What you need to do
For each line below, return an exact copy.

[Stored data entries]
Segment Open
#![allow(dead_code)]

use async_trait::async_trait;
use chrono::{NaiveDate, NaiveTime};
use gapscope::domain::bar::{Bar, exchange_instant};
use gapscope::domain::error::GapError;
use gapscope::ports::bar_port::{BarPort, Resolution};
use std::collections::HashMap;
use std::sync::Mutex;

pub fn date(s: &str) -> NaiveDate {
    NaiveDate::parse_from_str(s, "%Y-%m-%d").unwrap()
}

fn at(d: &str, hm: &str) -> chrono::DateTime<chrono::Utc> {
    let time = NaiveTime::parse_from_str(hm, "%H:%M").unwrap();
    exchange_instant(date(d), time).unwrap()
}

/// Daily bar stamped at local midnight, the way aggregate APIs report them.
pub fn daily_bar(d: &str, open: f64, high: f64, low: f64, close: f64) -> Bar {
    Bar {
        timestamp: at(d, "00:00"),
        open,
        high,
        low,
        close,
        volume: 1_000_000.0,
    }
}

pub fn minute_bar(d: &str, hm: &str, open: f64, high: f64, low: f64, close: f64) -> Bar {
    Bar {
        timestamp: at(d, hm),
        open,
        high,
        low,
        close,
        volume: 10_000.0,
    }
}

/// Prior close 100 on Fri 2024-03-01, then four sessions:
///
/// | date       | gap     | return  | cont | filled |
/// |------------|---------|---------|------|--------|
/// | 03-04 Mon  | +1.2%   | +0.30%  | yes  | no     |
/// | 03-05 Tue  | +0.10%  | (below threshold)      |
/// | 03-06 Wed  | -0.99%  | -0.20%  | yes  | yes    |
/// | 03-07 Thu  | +0.60%  | -0.40%  | no   | yes    |
pub fn sample_daily_bars() -> Vec<Bar> {
    vec![
        daily_bar("2024-03-01", 99.5, 100.5, 99.0, 100.0),
        daily_bar("2024-03-04", 101.2, 102.0, 100.8, 101.5),
        daily_bar("2024-03-05", 101.6, 101.9, 100.9, 101.0),
        daily_bar("2024-03-06", 100.0, 101.2, 99.5, 99.8),
        daily_bar("2024-03-07", 100.4, 100.5, 99.7, 100.0),
    ]
}

pub fn sample_today() -> NaiveDate {
    date("2024-03-08")
}

/// Opening-window bars for Mon 03-04 (continues up) and Wed 03-06 (reverses
/// up, filling the gap). Thu 03-07 has none.
pub fn sample_intraday_bars() -> HashMap<NaiveDate, Vec<Bar>> {
    let mut map = HashMap::new();
    map.insert(
        date("2024-03-04"),
        vec![
            minute_bar("2024-03-04", "09:30", 101.2, 101.4, 101.1, 101.3),
            minute_bar("2024-03-04", "09:37", 101.3, 101.7, 101.2, 101.6),
            minute_bar("2024-03-04", "09:44", 101.6, 101.8, 101.5, 101.7),
            // Outside the window.
            minute_bar("2024-03-04", "09:45", 101.7, 101.9, 99.0, 99.5),
        ],
    );
    map.insert(
        date("2024-03-06"),
        vec![
            minute_bar("2024-03-06", "09:30", 100.0, 100.4, 99.9, 100.3),
            minute_bar("2024-03-06", "09:44", 100.3, 101.1, 100.2, 101.0),
        ],
    );
    map
}

#[derive(Debug, Clone, PartialEq)]
pub struct RecordedCall {
    pub ticker: String,
    pub resolution: Resolution,
    pub from: NaiveDate,
    pub to: NaiveDate,
}

/// In-memory [`BarPort`] that records every request.
pub struct MockBarPort {
    pub daily: Vec<Bar>,
    pub intraday: HashMap<NaiveDate, Vec<Bar>>,
    pub daily_error: Option<String>,
    pub intraday_error: Option<String>,
    pub calls: Mutex<Vec<RecordedCall>>,
}

impl MockBarPort {
    pub fn new() -> Self {
        Self {
            daily: Vec::new(),
            intraday: HashMap::new(),
            daily_error: None,
            intraday_error: None,
            calls: Mutex::new(Vec::new()),
        }
    }

    pub fn sample() -> Self {
        Self::new()
            .with_daily(sample_daily_bars())
            .with_intraday(sample_intraday_bars())
    }

    pub fn with_daily(mut self, bars: Vec<Bar>) -> Self {
        self.daily = bars;
        self
    }

    pub fn with_intraday(mut self, bars: HashMap<NaiveDate, Vec<Bar>>) -> Self {
        self.intraday = bars;
        self
    }

    pub fn with_daily_error(mut self, reason: &str) -> Self {
        self.daily_error = Some(reason.to_string());
        self
    }

    pub fn with_intraday_error(mut self, reason: &str) -> Self {
        self.intraday_error = Some(reason.to_string());
        self
    }

    pub fn calls(&self) -> Vec<RecordedCall> {
        self.calls.lock().unwrap().clone()
    }

    pub fn intraday_dates(&self) -> Vec<NaiveDate> {
        self.calls()
            .into_iter()
            .filter(|c| c.resolution != Resolution::Day)
            .map(|c| c.from)
            .collect()
    }
}

#[async_trait]
impl BarPort for MockBarPort {
    async fn fetch_bars(
        &self,
        ticker: &str,
        resolution: Resolution,
        from: NaiveDate,
        to: NaiveDate,
    ) -> Result<Vec<Bar>, GapError> {
        self.calls.lock().unwrap().push(RecordedCall {
            ticker: ticker.to_string(),
            resolution,
            from,
            to,
        });

        if resolution == Resolution::Day {
            if let Some(reason) = &self.daily_error {
                return Err(GapError::upstream(reason.clone()));
            }
            return Ok(self
                .daily
                .iter()
                .filter(|b| (from..=to).contains(&b.session_date()))
                .cloned()
                .collect());
        }

        if let Some(reason) = &self.intraday_error {
            return Err(GapError::upstream(reason.clone()));
        }
        Ok(self.intraday.get(&from).cloned().unwrap_or_default())
    }
}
Segment Closed
Written response
#![allow(dead_code)]

use async_trait::async_trait;
use chrono::{NaiveDate, NaiveTime};
use gapscope::domain::bar::{Bar, exchange_instant};
use gapscope::domain::error::GapError;
use gapscope::ports::bar_port::{BarPort, Resolution};
use std::collections::HashMap;
use std::sync::Mutex;

pub fn date(s: &str) -> NaiveDate {
    NaiveDate::parse_from_str(s, "%Y-%m-%d").unwrap()
}

fn at(d: &str, hm: &str) -> chrono::DateTime<chrono::Utc> {
    let time = NaiveTime::parse_from_str(hm, "%H:%M").unwrap();
    exchange_instant(date(d), time).unwrap()
}

/// Daily bar stamped at local midnight, the way aggregate APIs report them.
pub fn daily_bar(d: &str, open: f64, high: f64, low: f64, close: f64) -> Bar {
    Bar {
        timestamp: at(d, "00:00"),
        open,
        high,
        low,
        close,
        volume: 1_000_000.0,
    }
}

pub fn minute_bar(d: &str, hm: &str, open: f64, high: f64, low: f64, close: f64) -> Bar {
    Bar {
        timestamp: at(d, hm),
        open,
        high,
        low,
        close,
        volume: 10_000.0,
    }
}

/// Prior close 100 on Fri 2024-03-01, then four sessions:
///
/// | date       | gap     | return  | cont | filled |
/// |------------|---------|---------|------|--------|
/// | 03-04 Mon  | +1.2%   | +0.30%  | yes  | no     |
/// | 03-05 Tue  | +0.10%  | (below threshold)      |
/// | 03-06 Wed  | -0.99%  | -0.20%  | yes  | yes    |
/// | 03-07 Thu  | +0.60%  | -0.40%  | no   | yes    |
pub fn sample_daily_bars() -> Vec<Bar> {
    vec![
        daily_bar("2024-03-01", 99.5, 100.5, 99.0, 100.0),
        daily_bar("2024-03-04", 101.2, 102.0, 100.8, 101.5),
        daily_bar("2024-03-05", 101.6, 101.9, 100.9, 101.0),
        daily_bar("2024-03-06", 100.0, 101.2, 99.5, 99.8),
        daily_bar("2024-03-07", 100.4, 100.5, 99.7, 100.0),
    ]
}

pub fn sample_today() -> NaiveDate {
    date("2024-03-08")
}

/// Opening-window bars for Mon 03-04 (continues up) and Wed 03-06 (reverses
/// up, filling the gap). Thu 03-07 has none.
pub fn sample_intraday_bars() -> HashMap<NaiveDate, Vec<Bar>> {
    let mut map = HashMap::new();
    map.insert(
        date("2024-03-04"),
        vec![
            minute_bar("2024-03-04", "09:30", 101.2, 101.4, 101.1, 101.3),
            minute_bar("2024-03-04", "09:37", 101.3, 101.7, 101.2, 101.6),
            minute_bar("2024-03-04", "09:44", 101.6, 101.8, 101.5, 101.7),
            // Outside the window.
            minute_bar("2024-03-04", "09:45", 101.7, 101.9, 99.0, 99.5),
        ],
    );
    map.insert(
        date("2024-03-06"),
        vec![
            minute_bar("2024-03-06", "09:30", 100.0, 100.4, 99.9, 100.3),
            minute_bar("2024-03-06", "09:44", 100.3, 101.1, 100.2, 101.0),
        ],
    );
    map
}

#[derive(Debug, Clone, PartialEq)]
pub struct RecordedCall {
    pub ticker: String,
    pub resolution: Resolution,
    pub from: NaiveDate,
    pub to: NaiveDate,
}

/// In-memory [`BarPort`] that records every request.
pub struct MockBarPort {
    pub daily: Vec<Bar>,
    pub intraday: HashMap<NaiveDate, Vec<Bar>>,
    pub daily_error: Option<String>,
    pub intraday_error: Option<String>,
    pub calls: Mutex<Vec<RecordedCall>>,
}

impl MockBarPort {
    pub fn new() -> Self {
        Self {
            daily: Vec::new(),
            intraday: HashMap::new(),
            daily_error: None,
            intraday_error: None,
            calls: Mutex::new(Vec::new()),
        }
    }

    pub fn sample() -> Self {
        Self::new()
            .with_daily(sample_daily_bars())
            .with_intraday(sample_intraday_bars())
    }

    pub fn with_daily(mut self, bars: Vec<Bar>) -> Self {
        self.daily = bars;
        self
    }

    pub fn with_intraday(mut self, bars: HashMap<NaiveDate, Vec<Bar>>) -> Self {
        self.intraday = bars;
        self
    }

    pub fn with_daily_error(mut self, reason: &str) -> Self {
        self.daily_error = Some(reason.to_string());
        self
    }

    pub fn with_intraday_error(mut self, reason: &str) -> Self {
        self.intraday_error = Some(reason.to_string());
        self
    }

    pub fn calls(&self) -> Vec<RecordedCall> {
        self.calls.lock().unwrap().clone()
    }

    pub fn intraday_dates(&self) -> Vec<NaiveDate> {
        self.calls()
            .into_iter()
            .filter(|c| c.resolution != Resolution::Day)
            .map(|c| c.from)
            .collect()
    }
}

#[async_trait]
impl BarPort for MockBarPort {
    async fn fetch_bars(
        &self,
        ticker: &str,
        resolution: Resolution,
        from: NaiveDate,
        to: NaiveDate,
    ) -> Result<Vec<Bar>, GapError> {
        self.calls.lock().unwrap().push(RecordedCall {
            ticker: ticker.to_string(),
            resolution,
            from,
            to,
        });

        if resolution == Resolution::Day {
            if let Some(reason) = &self.daily_error {
                return Err(GapError::upstream(reason.clone()));
            }
            return Ok(self
                .daily
                .iter()
                .filter(|b| (from..=to).contains(&b.session_date()))
                .cloned()
                .collect());
        }

        if let Some(reason) = &self.intraday_error {
            return Err(GapError::upstream(reason.clone()));
        }
        Ok(self.intraday.get(&from).cloned().unwrap_or_default())
    }
}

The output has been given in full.